Special this week: Humble Bundle Data Analysis & Machine Learning ebooks from O’Reilly Media.
Donate at least $1 US and you’ll be able to download 5 ebooks. If you donate at least $15 US, you will get 15 ebooks! A sample of titles:
- Graphing Data with R
- Learning Apache Drill
- Architecting Modern Data Platforms
AWS
Best practices for Amazon RDS PostgreSQL replication
Contains recommendations for monitoring, configuration parameters, and locking behavior on both the source and the replica instances.
Cloud Vendor Deep-Dive: PostgreSQL on AWS Aurora
An interesting neutral party overview of PostgreSQL on the Aurora implementation. Covers best practices, compatibility with “vanilla” PostgreSQL, monitoring and a host of other topics.
Orchestrate an ETL process using AWS Step Functions for Amazon Redshift
Describes the architecture and overview of a solution that relies on a combination of Step Functions, Lambda, and Batch for building an ETL workflow. There’s a link in the article to a CloudFormation template that will launch the needed infrastructure.
PostgreSQL
Combined Indexes vs. Separate Indexes In PostgreSQL
Excellent discussion on when to create composite indexes as opposed to indexes on single columns.
TRUNCATE vs DELETE: Efficiently Clearing Data from a Postgres Table
You might be surprised which method is faster (at least in this set of tests).
Parallelism in PostgreSQL
PostgreSQL has supported various parallel strategies since version 9.6 and an even broader set of parallel operations came with version 10. This article provides and overview of types of queries that can execute in-parallel.
R
Ten more random useful things in R you may not know about
It’s truly a random list, but a number of these look interesting and helpful.
Software Updates
Anaconda 2019.07
Midyear release of the popular Python environment.

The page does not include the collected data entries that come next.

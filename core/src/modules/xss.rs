use async_trait::async_trait;
use log::{debug, info};

use crate::core::mutator;
use crate::core::Finding;
use crate::error::ProbeError;
use crate::http::HttpClient;
use crate::modules::crawler::FormDescriptor;
use crate::modules::FormProbe;
use crate::utils::detector::VulnerabilityDetector;

pub const XSS_PAYLOAD: &str = "<script>alert('XSS')</script>";

pub struct ReflectedXssProbe {
    detector: VulnerabilityDetector,
}

impl ReflectedXssProbe {
    pub fn new() -> Self {
        Self {
            detector: VulnerabilityDetector::new(),
        }
    }

    async fn submit(&self, client: &HttpClient, form: &FormDescriptor) -> Result<bool, ProbeError> {
        let request = mutator::build_form_request(form, XSS_PAYLOAD)?;
        let body = client.send_request(&request).await?.text().await?;
        Ok(self.detector.is_reflected(&body, XSS_PAYLOAD))
    }
}

impl Default for ReflectedXssProbe {
    fn default() -> Self {
        Self::new()
    }
}

#[async_trait]
impl FormProbe for ReflectedXssProbe {
    fn name(&self) -> &'static str {
        "reflected-xss"
    }

    async fn scan_form(&self, client: &HttpClient, form: &FormDescriptor) -> Vec<Finding> {
        match self.submit(client, form).await {
            Ok(true) => {
                info!("Reflected XSS detected on {}", form.action);
                vec![Finding::reflected_xss(&form.action, XSS_PAYLOAD)]
            }
            Ok(false) => Vec::new(),
            Err(e) => {
                debug!("XSS probe skipped {}: {}", form.action, e);
                Vec::new()
            }
        }
    }
}

#[cfg(test)]
mod tests {
    use super::*;
    use crate::core::{Severity, VulnerabilityType};
    use crate::modules::crawler::{FormInput, FormMethod};
    use crate::ScanConfig;
    use wiremock::matchers::{method, path};
    use wiremock::{Mock, MockServer, Request, ResponseTemplate};

    fn search_form(action: String) -> FormDescriptor {
        FormDescriptor {
            action,
            method: FormMethod::Get,
            inputs: vec![FormInput {
                name: Some("q".to_string()),
                input_type: "search".to_string(),
                value: String::new(),
            }],
        }
    }

    #[tokio::test]
    async fn test_unescaped_reflection_is_reported() {
        let server = MockServer::start().await;

        Mock::given(method("GET"))
            .and(path("/search"))
            .respond_with(|req: &Request| {
                let q = req
                    .url
                    .query_pairs()
                    .find(|(k, _)| k == "q")
                    .map(|(_, v)| v.into_owned())
                    .unwrap_or_default();
                ResponseTemplate::new(200).set_body_string(format!("<p>Results for {}</p>", q))
            })
            .expect(1)
            .mount(&server)
            .await;

        let client = HttpClient::new(&ScanConfig::default()).unwrap();
        let findings = ReflectedXssProbe::new()
            .scan_form(&client, &search_form(format!("{}/search", server.uri())))
            .await;

        assert_eq!(findings.len(), 1);
        assert_eq!(findings[0].vuln_type, VulnerabilityType::ReflectedXss);
        assert_eq!(findings[0].payload.as_deref(), Some(XSS_PAYLOAD));
        assert_eq!(findings[0].severity, Severity::High);
    }

    #[tokio::test]
    async fn test_escaped_reflection_is_safe() {
        let server = MockServer::start().await;

        Mock::given(method("GET"))
            .and(path("/search"))
            .respond_with(ResponseTemplate::new(200).set_body_string(
                "<p>Results for &lt;script&gt;alert('XSS')&lt;/script&gt;</p>",
            ))
            .mount(&server)
            .await;

        let client = HttpClient::new(&ScanConfig::default()).unwrap();
        let findings = ReflectedXssProbe::new()
            .scan_form(&client, &search_form(format!("{}/search", server.uri())))
            .await;

        assert!(findings.is_empty());
    }
}
use async_trait::async_trait;
use log::{debug, info};

use crate::core::mutator;
use crate::core::Finding;
use crate::error::ProbeError;
use crate::http::HttpClient;
use crate::modules::crawler::FormDescriptor;
use crate::modules::FormProbe;
use crate::utils::detector::VulnerabilityDetector;

/// Error-based payloads, tried in this order.
pub const SQLI_PAYLOADS: [&str; 4] = ["'", "\"", "' OR '1'='1", "\" OR \"1\"=\"1"];

pub struct SqlInjectionProbe {
    detector: VulnerabilityDetector,
}

impl SqlInjectionProbe {
    pub fn new() -> Self {
        Self {
            detector: VulnerabilityDetector::new(),
        }
    }

    async fn try_payload(
        &self,
        client: &HttpClient,
        form: &FormDescriptor,
        payload: &str,
    ) -> Result<bool, ProbeError> {
        let request = mutator::build_form_request(form, payload)?;
        let body = client.send_request(&request).await?.text().await?;
        Ok(self.detector.is_sql_error(&body))
    }
}

impl Default for SqlInjectionProbe {
    fn default() -> Self {
        Self::new()
    }
}

#[async_trait]
impl FormProbe for SqlInjectionProbe {
    fn name(&self) -> &'static str {
        "sql-injection"
    }

    /// Stops at the first payload that surfaces a database error, so a
    /// vulnerable form yields exactly one finding.
    async fn scan_form(&self, client: &HttpClient, form: &FormDescriptor) -> Vec<Finding> {
        for payload in SQLI_PAYLOADS {
            match self.try_payload(client, form, payload).await {
                Ok(true) => {
                    info!("SQL injection detected on {} with payload: {}", form.action, payload);
                    return vec![Finding::sql_injection(&form.action, payload)];
                }
                Ok(false) => {}
                Err(e) => debug!("Skipping payload {:?} on {}: {}", payload, form.action, e),
            }
        }
        Vec::new()
    }
}

#[cfg(test)]
mod tests {
    use super::*;
    use crate::core::{Severity, VulnerabilityType};
    use crate::modules::crawler::{FormInput, FormMethod};
    use crate::ScanConfig;
    use wiremock::matchers::{body_string_contains, method, path, query_param};
    use wiremock::{Mock, MockServer, ResponseTemplate};

    const MYSQL_ERROR: &str = "You have an error in your SQL syntax; check the manual that \
                               corresponds to your MySQL server version";

    fn form(action: String, method: FormMethod) -> FormDescriptor {
        let input = |name: &str, input_type: &str| FormInput {
            name: Some(name.to_string()),
            input_type: input_type.to_string(),
            value: String::new(),
        };
        FormDescriptor {
            action,
            method,
            inputs: vec![input("user", "text"), input("pass", "password"), input("login", "submit")],
        }
    }

    #[tokio::test]
    async fn test_first_payload_hit_stops_probe() {
        let server = MockServer::start().await;

        Mock::given(method("GET"))
            .and(path("/login"))
            .and(query_param("user", "'"))
            .respond_with(ResponseTemplate::new(500).set_body_string(MYSQL_ERROR))
            .with_priority(1)
            .expect(1)
            .mount(&server)
            .await;

        Mock::given(method("GET"))
            .respond_with(ResponseTemplate::new(200).set_body_string("ok"))
            .expect(0)
            .mount(&server)
            .await;

        let client = HttpClient::new(&ScanConfig::default()).unwrap();
        let findings = SqlInjectionProbe::new()
            .scan_form(&client, &form(format!("{}/login", server.uri()), FormMethod::Get))
            .await;

        assert_eq!(findings.len(), 1);
        assert_eq!(findings[0].vuln_type, VulnerabilityType::SqlInjection);
        assert_eq!(findings[0].payload.as_deref(), Some("'"));
        assert_eq!(findings[0].severity, Severity::Critical);
        assert_eq!(findings[0].url, format!("{}/login", server.uri()));
    }

    #[tokio::test]
    async fn test_later_payload_detected_over_post() {
        let server = MockServer::start().await;

        Mock::given(method("POST"))
            .and(path("/login"))
            .and(body_string_contains("user=%22"))
            .respond_with(ResponseTemplate::new(200).set_body_string(
                "Unclosed quotation mark after the character string",
            ))
            .with_priority(1)
            .mount(&server)
            .await;

        Mock::given(method("POST"))
            .respond_with(ResponseTemplate::new(200).set_body_string("Invalid credentials"))
            .mount(&server)
            .await;

        let client = HttpClient::new(&ScanConfig::default()).unwrap();
        let findings = SqlInjectionProbe::new()
            .scan_form(&client, &form(format!("{}/login", server.uri()), FormMethod::Post))
            .await;

        assert_eq!(findings.len(), 1);
        assert_eq!(findings[0].payload.as_deref(), Some("\""));
    }

    #[tokio::test]
    async fn test_no_signature_no_finding() {
        let server = MockServer::start().await;

        Mock::given(method("GET"))
            .respond_with(ResponseTemplate::new(200).set_body_string("Invalid credentials"))
            .expect(4)
            .mount(&server)
            .await;

        let client = HttpClient::new(&ScanConfig::default()).unwrap();
        let findings = SqlInjectionProbe::new()
            .scan_form(&client, &form(format!("{}/login", server.uri()), FormMethod::Get))
            .await;

        assert!(findings.is_empty());
    }

    #[tokio::test]
    async fn test_unreachable_action_yields_nothing() {
        let client = HttpClient::new(&ScanConfig {
            timeout: 1,
            ..ScanConfig::default()
        })
        .unwrap();
        let findings = SqlInjectionProbe::new()
            .scan_form(&client, &form("http://127.0.0.1:1/login".to_string(), FormMethod::Get))
            .await;

        assert!(findings.is_empty());
    }
}
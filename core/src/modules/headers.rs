use std::time::Duration;

use log::debug;
use serde::{Deserialize, Serialize};

use crate::error::ProbeError;
use crate::http::HttpClient;

pub const REQUIRED_HEADERS: [&str; 4] = [
    "X-Frame-Options",
    "X-XSS-Protection",
    "Content-Security-Policy",
    "Strict-Transport-Security",
];

/// Outcome of the header check. `checked` is false when the page could not
/// be fetched; `missing` is then empty and carries no scoring impact.
#[derive(Debug, Clone, PartialEq, Serialize, Deserialize)]
pub struct HeaderReport {
    pub url: String,
    pub missing: Vec<String>,
    pub checked: bool,
}

impl HeaderReport {
    pub fn unchecked(url: &str) -> Self {
        Self {
            url: url.to_string(),
            missing: Vec::new(),
            checked: false,
        }
    }
}

pub struct HeaderProbe {
    timeout: Duration,
}

impl HeaderProbe {
    pub fn new(timeout: Duration) -> Self {
        Self { timeout }
    }

    /// Lists the required headers absent from the response. Lookup is
    /// case-insensitive; header values are not inspected.
    pub async fn scan(&self, client: &HttpClient, url: &str) -> Result<HeaderReport, ProbeError> {
        let response = client.get(url, self.timeout).await?;
        let headers = response.headers();

        let missing: Vec<String> = REQUIRED_HEADERS
            .iter()
            .filter(|name| !headers.contains_key(**name))
            .map(|name| name.to_string())
            .collect();

        debug!("{} missing security header(s) on {}", missing.len(), url);
        Ok(HeaderReport {
            url: url.to_string(),
            missing,
            checked: true,
        })
    }
}

#[cfg(test)]
mod tests {
    use super::*;
    use crate::ScanConfig;
    use wiremock::matchers::method;
    use wiremock::{Mock, MockServer, ResponseTemplate};

    #[tokio::test]
    async fn test_all_headers_present() {
        let server = MockServer::start().await;
        Mock::given(method("GET"))
            .respond_with(
                ResponseTemplate::new(200)
                    .insert_header("x-frame-options", "DENY")
                    .insert_header("X-XSS-Protection", "1; mode=block")
                    .insert_header("content-security-policy", "default-src 'self'")
                    .insert_header("Strict-Transport-Security", "max-age=0"),
            )
            .mount(&server)
            .await;

        let client = HttpClient::new(&ScanConfig::default()).unwrap();
        let report = HeaderProbe::new(Duration::from_secs(5))
            .scan(&client, &server.uri())
            .await
            .unwrap();

        assert!(report.checked);
        assert!(report.missing.is_empty());
    }

    #[tokio::test]
    async fn test_reports_missing_headers_in_order() {
        let server = MockServer::start().await;
        Mock::given(method("GET"))
            .respond_with(ResponseTemplate::new(200).insert_header("X-Frame-Options", "SAMEORIGIN"))
            .mount(&server)
            .await;

        let client = HttpClient::new(&ScanConfig::default()).unwrap();
        let report = HeaderProbe::new(Duration::from_secs(5))
            .scan(&client, &server.uri())
            .await
            .unwrap();

        assert_eq!(report.missing, vec![
            "X-XSS-Protection",
            "Content-Security-Policy",
            "Strict-Transport-Security",
        ]);
    }

    #[tokio::test]
    async fn test_unreachable_is_error() {
        let client = HttpClient::new(&ScanConfig::default()).unwrap();
        let result = HeaderProbe::new(Duration::from_secs(1))
            .scan(&client, "http://127.0.0.1:1/")
            .await;

        assert!(matches!(result, Err(ProbeError::Request(_))));
    }

    #[test]
    fn test_unchecked_has_no_missing() {
        let report = HeaderReport::unchecked("http://example.test");
        assert!(!report.checked);
        assert!(report.missing.is_empty());
    }
}
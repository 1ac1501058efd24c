use reqwest::header::{HeaderMap, HeaderValue, CONTENT_TYPE};
use reqwest::Method;
use url::form_urlencoded;
use url::Url;

use crate::error::ProbeError;
use crate::http::HttpRequest;
use crate::modules::crawler::{FormDescriptor, FormInput, FormMethod};

/// Submit buttons are left out so the submission does not trigger an
/// unrelated action.
fn is_injectable(input: &FormInput) -> bool {
    !input.input_type.eq_ignore_ascii_case("submit")
}

/// Field/value pairs where every named, non-submit input carries `payload`.
pub fn build_submission(form: &FormDescriptor, payload: &str) -> Vec<(String, String)> {
    form.inputs
        .iter()
        .filter(|input| is_injectable(input))
        .filter_map(|input| input.name.as_ref())
        .map(|name| (name.clone(), payload.to_string()))
        .collect()
}

/// Builds the request that submits `payload` through `form` using its
/// declared method: query parameters for GET, an urlencoded body for POST.
pub fn build_form_request(form: &FormDescriptor, payload: &str) -> Result<HttpRequest, ProbeError> {
    let mut url = Url::parse(&form.action)
        .map_err(|_| ProbeError::InvalidUrl(form.action.clone()))?;
    let fields = build_submission(form, payload);

    match form.method {
        FormMethod::Get => {
            if !fields.is_empty() {
                let mut query = url.query_pairs_mut();
                for (name, value) in &fields {
                    query.append_pair(name, value);
                }
            }
            Ok(HttpRequest::new(Method::GET, url, HeaderMap::new(), String::new()))
        }
        FormMethod::Post => {
            let body = form_urlencoded::Serializer::new(String::new())
                .extend_pairs(fields.iter())
                .finish();
            let mut headers = HeaderMap::new();
            headers.insert(
                CONTENT_TYPE,
                HeaderValue::from_static("application/x-www-form-urlencoded"),
            );
            Ok(HttpRequest::new(Method::POST, url, headers, body))
        }
    }
}
use thiserror::Error;

/// Fatal errors surfaced by a scan. Nothing is reported when one of these
/// is returned.
#[derive(Error, Debug)]
pub enum ScanError {
    #[error("invalid target URL: {0}")]
    InvalidTarget(String),

    #[error("could not resolve host '{host}'")]
    Resolution { host: String },

    #[error("failed to build HTTP client: {0}")]
    Client(#[from] reqwest::Error),
}

/// Per-probe failure. Always recovered inside the engine and mapped to
/// "no contribution" for that probe.
#[derive(Error, Debug)]
pub enum ProbeError {
    #[error("request failed: {0}")]
    Request(#[from] reqwest::Error),

    #[error("invalid probe URL: {0}")]
    InvalidUrl(String),
}

/// Errors raised while loading an external knowledge-base file.
#[derive(Error, Debug)]
pub enum KnowledgeError {
    #[error("failed to read knowledge base '{path}': {source}")]
    Io {
        path: String,
        #[source]
        source: std::io::Error,
    },

    #[error("failed to parse knowledge base: {0}")]
    Parse(#[from] serde_json::Error),

    #[error("base score {score} for {key} is outside [0, 10]")]
    ScoreOutOfRange { key: String, score: f64 },
}
pub mod bank;
pub mod debounce;
pub mod geomsaek;
pub mod munje;
pub mod view;
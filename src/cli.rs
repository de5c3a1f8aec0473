use crate::libmunje::bank::{CategoryOverview, QuestionBank};
use crate::libmunje::debounce::Debouncer;
use crate::libmunje::geomsaek::{self, Criteria, Segment, SortKey};
use crate::libmunje::munje::Question;
use crate::libmunje::view::ViewState;
use crate::Error;
use colored::{ColoredString, Colorize};
use crossterm::cursor::MoveToColumn;
use crossterm::event::{self, Event, KeyCode, KeyEventKind, KeyModifiers};
use crossterm::execute;
use crossterm::terminal::{disable_raw_mode, enable_raw_mode, Clear, ClearType};
use log::debug;
use std::io::{self, Write};
use std::time::Instant;
use text_io::read;

#[derive(Debug, PartialEq)]
enum Command {
    List,
    Search(String),
    LiveSearch,
    Module(Option<String>),
    Difficulty(Option<String>),
    Section(Option<String>),
    Points(Option<u32>),
    Sort(SortKey),
    Toggle(i64),
    Catalog,
    Table,
    Reset,
    Help,
    Quit,
    Unknown(String),
}

impl Command {
    fn from_str(input: &str) -> Command {
        let input = input.trim();
        let (head, rest) = match input.split_once(' ') {
            Some((head, rest)) => (head, rest.trim()),
            None => (input, ""),
        };
        let all_or = |value: &str| {
            if value.is_empty() || value == "all" {
                None
            } else {
                Some(value.to_string())
            }
        };
        match head {
            "" | "ls" => Command::List,
            "/" | "search" => {
                if rest.is_empty() {
                    Command::LiveSearch
                } else {
                    Command::Search(rest.to_string())
                }
            }
            "m" | "module" => Command::Module(all_or(rest)),
            "d" | "difficulty" => Command::Difficulty(all_or(rest)),
            "s" | "section" => Command::Section(all_or(rest)),
            "p" | "points" => match rest {
                "" | "all" => Command::Points(None),
                value => match value.parse::<u32>() {
                    Ok(points) => Command::Points(Some(points)),
                    Err(_) => Command::Unknown(input.to_string()),
                },
            },
            "sort" => match SortKey::from_str(rest) {
                Some(key) => Command::Sort(key),
                None => Command::Unknown(input.to_string()),
            },
            "x" | "open" => match rest.parse::<i64>() {
                Ok(id) => Command::Toggle(id),
                Err(_) => Command::Unknown(input.to_string()),
            },
            "cat" => Command::Catalog,
            "table" => Command::Table,
            "r" | "reset" => Command::Reset,
            "h" | "?" | "help" => Command::Help,
            "q" | "quit" => Command::Quit,
            _ => Command::Unknown(input.to_string()),
        }
    }
}

pub fn cli_loop(
    bank: &QuestionBank,
    overview: Option<&[CategoryOverview]>,
    view: &mut ViewState,
) -> Result<(), Error> {
    render_list(bank, view);
    loop {
        print!("{} ", "명령>".cyan());
        io::stdout().flush()?;
        let line: String = read!("{}\n");
        let command = Command::from_str(&line);
        debug!("command: {:?}", command);

        match command {
            Command::List => render_list(bank, view),
            Command::Search(query) => {
                view.criteria.query = query;
                render_list(bank, view);
            }
            Command::LiveSearch => {
                live_search(bank, view)?;
                render_list(bank, view);
            }
            Command::Module(module) => {
                view.criteria.module = module;
                render_list(bank, view);
            }
            Command::Difficulty(difficulty) => {
                view.criteria.difficulty = difficulty;
                render_list(bank, view);
            }
            Command::Section(section) => {
                view.criteria.section = section;
                render_list(bank, view);
            }
            Command::Points(points) => {
                view.criteria.points = points;
                render_list(bank, view);
            }
            Command::Sort(key) => {
                view.criteria.sort = key;
                render_list(bank, view);
            }
            Command::Toggle(id) => {
                view.toggle_expanded(id);
                debug!("{} questions expanded", view.expanded_count());
                render_list(bank, view);
            }
            Command::Catalog => render_catalogs(bank),
            Command::Table => match overview {
                Some(overview) => render_table(overview),
                None => println!(
                    "{}",
                    "No overview table loaded (pass one with --table).".yellow()
                ),
            },
            Command::Reset => {
                view.reset();
                render_list(bank, view);
            }
            Command::Help => render_help(),
            Command::Quit => {
                println!("{}", "안녕히 가세요!".cyan());
                return Ok(());
            }
            Command::Unknown(input) => {
                println!(
                    "{}",
                    format!("Unknown command {:?} (try `help`).", input).bright_red()
                );
            }
        }
    }
}

/// Incremental search: raw keystrokes feed the debouncer, and the match count
/// refreshes only once the input has been quiet for the full window. The
/// event poll sleeps exactly until the pending deadline, so there is at most
/// one timer armed and a keystroke before quiescence simply rearms it.
fn live_search(bank: &QuestionBank, view: &mut ViewState) -> Result<(), Error> {
    let mut debouncer = Debouncer::default();
    debouncer.force(&view.criteria.query);
    let mut raw = view.criteria.query.clone();
    let mut match_count = current_count(bank, view, debouncer.effective());

    enable_raw_mode()?;
    let result = live_search_loop(bank, view, &mut debouncer, &mut raw, &mut match_count);
    disable_raw_mode()?;
    println!();

    view.criteria.query = debouncer.effective().to_string();
    result
}

fn live_search_loop(
    bank: &QuestionBank,
    view: &ViewState,
    debouncer: &mut Debouncer,
    raw: &mut String,
    match_count: &mut usize,
) -> Result<(), Error> {
    draw_search_line(raw, *match_count)?;
    loop {
        let next = match debouncer.deadline() {
            Some(due) => {
                let timeout = due.saturating_duration_since(Instant::now());
                if event::poll(timeout)? {
                    Some(event::read()?)
                } else {
                    None
                }
            }
            None => Some(event::read()?),
        };

        match next {
            None => {
                if debouncer.poll(Instant::now()).is_some() {
                    *match_count = current_count(bank, view, debouncer.effective());
                    draw_search_line(raw, *match_count)?;
                }
            }
            Some(Event::Key(key)) if key.kind == KeyEventKind::Press => match key.code {
                KeyCode::Enter => {
                    debouncer.flush();
                    return Ok(());
                }
                KeyCode::Esc => {
                    debouncer.cancel();
                    return Ok(());
                }
                KeyCode::Char('c') if key.modifiers.contains(KeyModifiers::CONTROL) => {
                    debouncer.cancel();
                    return Ok(());
                }
                KeyCode::Backspace => {
                    raw.pop();
                    debouncer.submit(raw, Instant::now());
                    draw_search_line(raw, *match_count)?;
                }
                KeyCode::Char(c) => {
                    raw.push(c);
                    debouncer.submit(raw, Instant::now());
                    draw_search_line(raw, *match_count)?;
                }
                _ => {}
            },
            Some(_) => {}
        }
    }
}

fn current_count(bank: &QuestionBank, view: &ViewState, query: &str) -> usize {
    let criteria = Criteria {
        query: query.to_string(),
        ..view.criteria.clone()
    };
    geomsaek::filter_and_sort(bank.questions(), &criteria).len()
}

fn draw_search_line(raw: &str, match_count: usize) -> io::Result<()> {
    let mut stdout = io::stdout();
    execute!(stdout, MoveToColumn(0), Clear(ClearType::CurrentLine))?;
    print!(
        "{} {} {}",
        "검색>".cyan(),
        raw,
        format!("({} 일치)", match_count).bright_black()
    );
    stdout.flush()
}

fn render_list(bank: &QuestionBank, view: &ViewState) {
    let hits = geomsaek::filter_and_sort(bank.questions(), &view.criteria);
    println!();
    for question in &hits {
        render_question(question, view.is_expanded(question.id), &view.criteria.query);
    }
    render_stats(&hits, bank, &view.criteria);
}

fn render_question(question: &Question, expanded: bool, query: &str) {
    let marker = if expanded { "▾" } else { "▸" };
    print!(
        "{} {}",
        marker,
        format!("문제 #{}", question.question_number).cyan()
    );
    if let Some(difficulty) = &question.difficulty {
        print!(" {}", difficulty_colored(difficulty));
    }
    if let Some(points) = question.points {
        print!(" {}", format!("{}점", points).magenta());
    }
    print!(" {}", question.module.bright_black());
    print!(" {}", format!("› {}", question.section).blue());
    println!("  {}", paint(&question.title, query));

    if !expanded {
        return;
    }
    if let Some(body) = &question.question_text {
        println!("    {} {}", "문제:".bold(), paint(body, query));
        if let Some(choices) = &question.choices {
            for choice in choices {
                println!("      {}", paint(choice, query));
            }
        }
    }
    if let Some(answer) = &question.answer {
        println!("    {} {}", "정답:".bold(), answer.bright_green().bold());
    }
    if let Some(explanation) = &question.explanation {
        println!("    {} {}", "해설:".bold(), paint(explanation, query));
    }
    if !question.keywords.is_empty() {
        print!("    {}", "키워드:".bold());
        for keyword in &question.keywords {
            print!(" {}", format!("[{}]", keyword).yellow());
        }
        println!();
    }
}

fn render_stats(hits: &[&Question], bank: &QuestionBank, criteria: &Criteria) {
    let mut line = format!("{}개의 문제가 검색되었습니다.", hits.len());
    if !hits.is_empty() {
        line.push_str(&format!(" (총 {}점)", geomsaek::total_points(hits)));
    }
    print!("{}", line.bright_black());
    for (label, count) in geomsaek::difficulty_counts(hits, &bank.difficulties()) {
        print!("  {}", difficulty_colored(&format!("{}: {}개", label, count)));
    }
    if criteria.sort != SortKey::Number {
        print!("  {}", format!("[sort: {}]", criteria.sort.label()).bright_black());
    }
    println!();
}

fn difficulty_colored(label: &str) -> ColoredString {
    if label.starts_with("하급") || label.starts_with("low") {
        label.green()
    } else if label.starts_with("중급") || label.starts_with("medium") {
        label.yellow()
    } else if label.starts_with("상급") || label.starts_with("high") {
        label.red()
    } else {
        label.normal()
    }
}

/// Renders highlight segments for the terminal; matches go on a yellow
/// background like the original page's `<mark>`.
fn paint(text: &str, query: &str) -> String {
    geomsaek::highlight(text, query)
        .iter()
        .map(|segment| match segment {
            Segment::Plain(text) => text.to_string(),
            Segment::Match(text) => text.black().on_yellow().to_string(),
        })
        .collect()
}

fn render_catalogs(bank: &QuestionBank) {
    println!("{} {}", "모듈:".bold(), bank.modules().join(" | "));
    println!("{} {}", "난이도:".bold(), bank.difficulties().join(" | "));
    println!("{} {}", "섹션:".bold(), bank.sections().join(" | "));
    let points: Vec<String> = bank.point_values().iter().map(u32::to_string).collect();
    println!("{} {}", "점수:".bold(), points.join(" | "));
}

fn render_table(overview: &[CategoryOverview]) {
    let mut questions_total = 0;
    let mut points_total = 0;
    for category in overview {
        println!(
            "{}",
            format!(
                "├ {} ({}문항 / {}점)",
                category.category, category.total_questions, category.total_points
            )
            .blue()
        );
        for subcategory in &category.subcategories {
            println!("{}", format!("│ ├ {}", subcategory.name).blue());
            for topic in &subcategory.topics {
                println!("{} ├ {}", "│ │".blue(), topic);
            }
        }
        questions_total += category.total_questions;
        points_total += category.total_points;
    }
    println!(
        "{}",
        format!("총 예상문제 {}문항 / {}점", questions_total, points_total).cyan()
    );
}

fn render_help() {
    println!("{}", "명령어:".bold());
    println!("  ls              show the current view (also just enter)");
    println!("  /               incremental search (enter commits, esc keeps the current query)");
    println!("  search <text>   set the query directly");
    println!("  m <module|all>  module filter");
    println!("  d <level|all>   difficulty filter");
    println!("  s <label|all>   section filter");
    println!("  p <n|all>       points filter");
    println!("  sort <key>      number | difficulty | points | title");
    println!("  x <id>          expand/collapse a question");
    println!("  cat             list the labels present in the artifact");
    println!("  table           category overview (needs --table)");
    println!("  reset           back to defaults");
    println!("  q               quit");
}

#[cfg(test)]
mod tests {
    use super::*;

    #[test]
    fn commands_parse_with_and_without_arguments() {
        assert_eq!(Command::from_str(""), Command::List);
        assert_eq!(Command::from_str("/"), Command::LiveSearch);
        assert_eq!(
            Command::from_str("search 고가용성 설계"),
            Command::Search("고가용성 설계".to_string())
        );
        assert_eq!(
            Command::from_str("m Software Architecture 핵심"),
            Command::Module(Some("Software Architecture 핵심".to_string()))
        );
        assert_eq!(Command::from_str("m all"), Command::Module(None));
        assert_eq!(Command::from_str("p 4"), Command::Points(Some(4)));
        assert_eq!(Command::from_str("p all"), Command::Points(None));
        assert_eq!(Command::from_str("sort title"), Command::Sort(SortKey::Title));
        assert_eq!(Command::from_str("x 12"), Command::Toggle(12));
        assert_eq!(Command::from_str("q"), Command::Quit);
    }

    #[test]
    fn malformed_arguments_are_unknown_not_errors() {
        assert_eq!(
            Command::from_str("p four"),
            Command::Unknown("p four".to_string())
        );
        assert_eq!(
            Command::from_str("sort points desc"),
            Command::Unknown("sort points desc".to_string())
        );
        assert_eq!(
            Command::from_str("x abc"),
            Command::Unknown("x abc".to_string())
        );
    }
}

Jupyter, PyCharm and Pizza
Last week I linked to the release notes for the latest version of PyCharm (2019.2), the popular Python IDE. This article shows how to use the Jupyter notebook integration in that release.
Practices and Architecture
Overview of Consistency Levels in Database Systems
“Isolation levels” is probably a more well-known concept, but as this article explains there are consistency levels (the C in ACID) for database systems as well. I recommend reading anything by Daniel Abadi.
Presto at Pinterest
Presto is a query engine for executing SQL on different data sources. The article above discusses challenges that Pinterest has encountered in using Presto for various uses and how it overcame those.
General Data-Related
The First AI to Beat Pros in 6-Player Poker, Developed by Facebook and Carnegie Mellon
Is no game safe from the AI juggernaut?
Harvard Data Science Review
A new open-access journal sponsored by the Harvard Data Science Initiative.
Salesforce Completes Acquisition of Tableau
That didn’t take long. The acquisition was originally announced on June 10.
This Week in Neo4j – Exploration from Bloom Canvas, Building your first Graph App, Parallel k-Hop counts, Scala Cypher DSL
Technically, last week in Neo4j. A helpful summary of noteworthy posts from the Neo4j blog.
Podcasts
Putting the “science” in data science: the scientific method, the null hypothesis, and p-hacking
This week’s episode from the podcast Linear Digressions.
Simplifying Data Integration Through Eventual Connectivity
This week’s episode from the Data Engineering Podcast.
Upcoming Conferences of Interest
ApacheCon 2019
There’s one in Las Vegas (North America) in September and one in Berlin (Europe) in October.
DCMI 2019 Conference
The Dublin Core Metadata Initiative 2019 Annual Conference. Held this year in Seoul, South Korea.
Classic Paper or Reference of the Week
A Simple Guide to Five Normal Forms in Relational Database Theory
Everyone who designs relational databases ought to be familiar with the concepts in this article. There are higher normal forms (Boyce-Codd normal form anyone?) that have been proposed since Kent’s paper, but these five are the foundation.
Data Technology of the Week
“Apache NiFi supports powerful and scalable directed graphs of data routing, transformation, and system mediation logic.” In other words, one can view NiFi as being an ETL tool, but it offers features like data provenance and back pressure that are not common in ETL tools and these, among functionalities, make NiFi more of a general-purpose data flow processor. NiFi was originally developed by the US National Security Agency (NSA). You can learn more about flow-based programming in this Wikipedia article. Pronounce the name “nye fye”.
Metadata Standard of the Week
Categories for the Description of Works of Art
Created and maintained by the J. Paul Getty Trust, the CDWA is a set of guidelines for describing art, architecture, and other works of culture. One implementation of the CDWA is the Cultural Objects Name Authority.